Gerador de Senha: entropia, não comprimento, é o que protege
A força de uma senha aleatória é uma função direta de entropia
— quantos bits de incerteza ela carrega — e não do comprimento por si
só. Entropia se calcula como log₂(tamanho_do_alfabeto ^ comprimento),
ou de forma equivalente, comprimento × log₂(tamanho_do_alfabeto).
Uma senha de 8 caracteres usando só dígitos (alfabeto de 10 símbolos)
tem cerca de 26,6 bits de entropia; a mesma senha de 8 caracteres
usando maiúsculas, minúsculas, números e símbolos (alfabeto de ~72
símbolos) tem cerca de 49 bits — quase o dobro de incerteza, mesmo
número de caracteres. É por isso que o guia atual do NIST (SP 800-63B)
recomenda priorizar comprimento sobre complexidade forçada: uma senha
de 16 caracteres só minúsculas já supera em entropia uma de 8
caracteres com todos os tipos de símbolo obrigatórios.
Por que este gerador garante ao menos 1 caractere de cada conjunto marcado
Sortear cada caractere de forma totalmente independente do alfabeto
combinado poderia, por azar estatístico, produzir uma senha sem nenhum
símbolo especial mesmo com a opção marcada — improvável, mas possível.
Este gerador evita isso garantindo pelo menos um caractere de cada
conjunto selecionado antes de preencher o resto aleatoriamente, e só
então embaralha o resultado (Fisher-Yates, via shuffle() do
PHP) para que a posição de cada tipo de caractere não seja previsível —
sem essa etapa final de embaralhamento, os caracteres garantidos
ficariam sempre nas primeiras posições, o que é um padrão detectável e
reduz a entropia efetiva da senha.
Uso em testes automatizados e fixtures
Suítes de teste que exercitam cadastro de usuário, troca de senha ou
políticas de complexidade (senha fraca rejeitada, senha forte aceita)
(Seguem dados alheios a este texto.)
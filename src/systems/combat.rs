use glam::Vec2;
use hecs::World;
use tracing::debug;

use crate::components::{
    ActionKind, ContactDamage, Cooldowns, DamageEvent, Delivery, Facing, Faction, Projectile,
    ProjectileSpawnRequest, Trajectory, Weapon,
};
use crate::systems::collision::hostile_overlaps;

/// Shortest flight time for an arc, so a target at point-blank range still
/// gets a well-defined trajectory.
const MIN_ARC_DURATION: f32 = 0.05;

/// Which attack band a distance falls in.
#[derive(Debug, Clone, Copy, PartialEq, Eq)]
pub enum RangeBand {
    Melee,
    Shoot,
}

/// The bands are exclusive and the closer one wins: anything inside
/// `melee_range` is a melee distance even if it is also inside `shoot_range`.
pub fn classify_range(weapon: &Weapon, distance: f32) -> Option<RangeBand> {
    if weapon.melee_range > 0.0 && distance <= weapon.melee_range {
        Some(RangeBand::Melee)
    } else if weapon.shoot_range > 0.0 && distance <= weapon.shoot_range {
        Some(RangeBand::Shoot)
    } else {
        None
    }
}

/// Fire at `target` if it is in the shoot band and the shoot cooldown is ready.
///
/// On fire the cooldown restarts and a spawn request aimed at the target's
/// current position is returned. Melee distances never produce a projectile.
pub fn try_attack(
    cooldowns: &mut Cooldowns,
    weapon: &Weapon,
    from: Vec2,
    target: Vec2,
) -> Option<ProjectileSpawnRequest> {
    if classify_range(weapon, from.distance(target)) != Some(RangeBand::Shoot) {
        return None;
    }
    if !cooldowns.try_start(ActionKind::Shoot, weapon.cooldown) {
        return None;
    }
    Some(aimed_request(weapon, from, target))
}

/// Start a melee swing if the target is in the melee band and the swing is
/// off cooldown.
pub fn try_melee(cooldowns: &mut Cooldowns, weapon: &Weapon, from: Vec2, target: Vec2) -> bool {
    classify_range(weapon, from.distance(target)) == Some(RangeBand::Melee)
        && cooldowns.try_start(ActionKind::Melee, weapon.cooldown)
}

/// Hit check at the end of a wind-up. Fizzles if the target left the melee
/// band or is already dead.
pub fn resolve_melee(weapon: &Weapon, from: Vec2, target: Option<(Vec2, bool)>) -> bool {
    match target {
        Some((pos, alive)) => {
            alive && classify_range(weapon, from.distance(pos)) == Some(RangeBand::Melee)
        }
        None => false,
    }
}

/// Fire straight along `facing` without a target (the player's gun).
pub fn fire_forward(
    cooldowns: &mut Cooldowns,
    weapon: &Weapon,
    origin: Vec2,
    facing: Facing,
) -> Option<ProjectileSpawnRequest> {
    if !cooldowns.try_start(ActionKind::Shoot, weapon.cooldown) {
        return None;
    }
    let spec = weapon.projectile;
    Some(ProjectileSpawnRequest {
        position: origin,
        velocity: Vec2::new(facing.sign() * spec.speed, 0.0),
        projectile: projectile(weapon, Trajectory::Straight),
    })
}

/// Position along a sinusoidal arc at `progress` in `[0, 1]`.
pub fn arc_point(start: Vec2, end: Vec2, height: f32, progress: f32) -> Vec2 {
    let t = progress.clamp(0.0, 1.0);
    let base = start.lerp(end, t);
    Vec2::new(base.x, base.y + height * (std::f32::consts::PI * t).sin())
}

fn projectile(weapon: &Weapon, trajectory: Trajectory) -> Projectile {
    let spec = weapon.projectile;
    Projectile {
        damage: spec.damage,
        owner: weapon.owner,
        time_to_live: spec.time_to_live,
        radius: spec.radius,
        trajectory,
        explosive: spec.explosive,
    }
}

fn aimed_request(weapon: &Weapon, from: Vec2, target: Vec2) -> ProjectileSpawnRequest {
    let speed = weapon.projectile.speed;
    match weapon.delivery {
        Delivery::Straight => ProjectileSpawnRequest {
            position: from,
            velocity: (target - from).normalize_or(Vec2::X) * speed,
            projectile: projectile(weapon, Trajectory::Straight),
        },
        Delivery::Arc { height } => {
            let distance = from.distance(target);
            let duration = if speed > 0.0 {
                (distance / speed).max(MIN_ARC_DURATION)
            } else {
                MIN_ARC_DURATION
            };
            ProjectileSpawnRequest {
                position: from,
                velocity: (target - from) / duration,
                projectile: projectile(
                    weapon,
                    Trajectory::Arc {
                        start: from,
                        end: target,
                        duration,
                        height,
                        elapsed: 0.0,
                    },
                ),
            }
        }
    }
}

/// Enemies with [`ContactDamage`] hurt the player they overlap, at most once
/// per their own contact cooldown.
pub fn contact_damage_system(world: &mut World) -> Vec<DamageEvent> {
    let mut events = Vec::new();
    for (player, enemy) in hostile_overlaps(world) {
        let Ok(mut query) = world.query_one::<(&ContactDamage, &mut Cooldowns, &Faction)>(enemy)
        else {
            continue;
        };
        let Some((contact, cooldowns, faction)) = query.get() else {
            continue;
        };
        if cooldowns.try_start(ActionKind::Contact, contact.cooldown) {
            debug!(?enemy, ?player, amount = contact.amount, "contact hit");
            events.push(DamageEvent {
                target: player,
                amount: contact.amount,
                source: *faction,
            });
        }
    }
    events
}

#[cfg(test)]
mod tests {
    use super::*;
    use crate::components::{Body, Health, Position, ProjectileSpec};
    use crate::config::Tuning;

    fn gun(shoot_range: f32) -> Weapon {
        Weapon {
            owner: Faction::Enemy,
            melee_range: 2.0,
            shoot_range,
            cooldown: 1.0,
            projectile: ProjectileSpec {
                speed: 10.0,
                damage: 5,
                time_to_live: 3.0,
                radius: 0.1,
                explosive: None,
            },
            delivery: Delivery::Straight,
        }
    }

    #[test]
    fn closer_band_wins() {
        let w = gun(8.0);
        assert_eq!(classify_range(&w, 1.0), Some(RangeBand::Melee));
        assert_eq!(classify_range(&w, 2.0), Some(RangeBand::Melee));
        assert_eq!(classify_range(&w, 5.0), Some(RangeBand::Shoot));
        assert_eq!(classify_range(&w, 9.0), None);
    }

    #[test]
    fn at_most_one_shot_per_cooldown() {
        let w = gun(8.0);
        let mut cd = Cooldowns::new();
        let from = Vec2::ZERO;
        let target = Vec2::new(5.0, 0.0);

        let mut shots = 0;
        // Twenty attempts spread over 0.95 s: all within one cooldown.
        for _ in 0..20 {
            if try_attack(&mut cd, &w, from, target).is_some() {
                shots += 1;
            }
            cd.tick(0.05);
        }
        assert_eq!(shots, 1);

        cd.tick(0.1);
        assert!(try_attack(&mut cd, &w, from, target).is_some());
    }

    #[test]
    fn out_of_band_does_not_consume_cooldown() {
        let w = gun(8.0);
        let mut cd = Cooldowns::new();
        assert!(try_attack(&mut cd, &w, Vec2::ZERO, Vec2::new(20.0, 0.0)).is_none());
        assert!(try_attack(&mut cd, &w, Vec2::ZERO, Vec2::new(1.0, 0.0)).is_none());
        assert!(cd.ready(ActionKind::Shoot));
    }

    #[test]
    fn straight_shot_aims_at_target() {
        let w = gun(8.0);
        let mut cd = Cooldowns::new();
        let req = try_attack(&mut cd, &w, Vec2::ZERO, Vec2::new(0.0, -4.0)).expect("fires");
        assert_eq!(req.velocity, Vec2::new(0.0, -10.0));
        assert_eq!(req.projectile.owner, Faction::Enemy);
        assert_eq!(req.projectile.trajectory, Trajectory::Straight);
    }

    #[test]
    fn grenade_arc_takes_distance_over_speed() {
        let tuning = Tuning::default();
        let w = tuning.bomber.weapon();
        let mut cd = Cooldowns::new();
        let from = Vec2::new(15.0, 3.5);
        let target = Vec2::new(10.0, 3.5);
        let req = try_attack(&mut cd, &w, from, target).expect("in range");
        match req.projectile.trajectory {
            Trajectory::Arc { start, end, duration, height, .. } => {
                assert_eq!(start, from);
                assert_eq!(end, target);
                assert!((duration - 1.0).abs() < 1e-6);
                assert_eq!(height, 2.0);
            }
            other => panic!("expected arc, got {other:?}"),
        }
        assert_eq!(req.projectile.explosive, Some(1.5));
    }

    #[test]
    fn arc_peaks_midway_and_lands_on_target() {
        let start = Vec2::new(0.0, 1.0);
        let end = Vec2::new(4.0, 1.0);
        assert_eq!(arc_point(start, end, 2.0, 0.0), start);
        let mid = arc_point(start, end, 2.0, 0.5);
        assert!((mid - Vec2::new(2.0, 3.0)).length() < 1e-5);
        assert!((arc_point(start, end, 2.0, 1.0) - end).length() < 1e-5);
    }

    #[test]
    fn melee_fizzles_when_target_leaves_or_dies() {
        let w = gun(0.0);
        assert!(resolve_melee(&w, Vec2::ZERO, Some((Vec2::new(1.5, 0.0), true))));
        assert!(!resolve_melee(&w, Vec2::ZERO, Some((Vec2::new(3.0, 0.0), true))));
        assert!(!resolve_melee(&w, Vec2::ZERO, Some((Vec2::new(1.0, 0.0), false))));
        assert!(!resolve_melee(&w, Vec2::ZERO, None));
    }

    #[test]
    fn forward_fire_follows_facing() {
        let tuning = Tuning::default();
        let w = tuning.player_weapon();
        let mut cd = Cooldowns::new();
        let req = fire_forward(&mut cd, &w, Vec2::ZERO, Facing::Left).expect("ready");
        assert_eq!(req.velocity, Vec2::new(-20.0, 0.0));
        assert_eq!(req.projectile.owner, Faction::Player);
        assert!(fire_forward(&mut cd, &w, Vec2::ZERO, Facing::Left).is_none());
    }

    #[test]
    fn contact_damage_is_rate_limited() {
        let mut world = World::new();
        let player = world.spawn((
            Position(Vec2::ZERO),
            Body { half_extents: Vec2::new(0.4, 0.9) },
            Faction::Player,
            Health::full(100),
        ));
        world.spawn((
            Position(Vec2::new(0.5, 0.0)),
            Body { half_extents: Vec2::new(0.5, 0.8) },
            Faction::Enemy,
            Health::full(100),
            Cooldowns::new(),
            ContactDamage { amount: 10, cooldown: 1.0 },
        ));

        let first = contact_damage_system(&mut world);
        assert_eq!(first.len(), 1);
        assert_eq!(first[0].target, player);
        assert_eq!(first[0].source, Faction::Enemy);
        assert!(contact_damage_system(&mut world).is_empty());
    }
}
precisam gerar senhas sob demanda que satisfaçam critérios específicos
— só minúsculas e números para testar rejeição de política, ou com
todos os tipos de caractere para testar aceitação. Gerar via API,
parametrizando os conjuntos de caracteres, evita hardcoded strings como
"Teste123!" repetidas em centenas de testes — que além de
não exercitarem a aleatoriedade real do sistema, viram um padrão
reconhecível caso apareçam por engano em algum ambiente não isolado.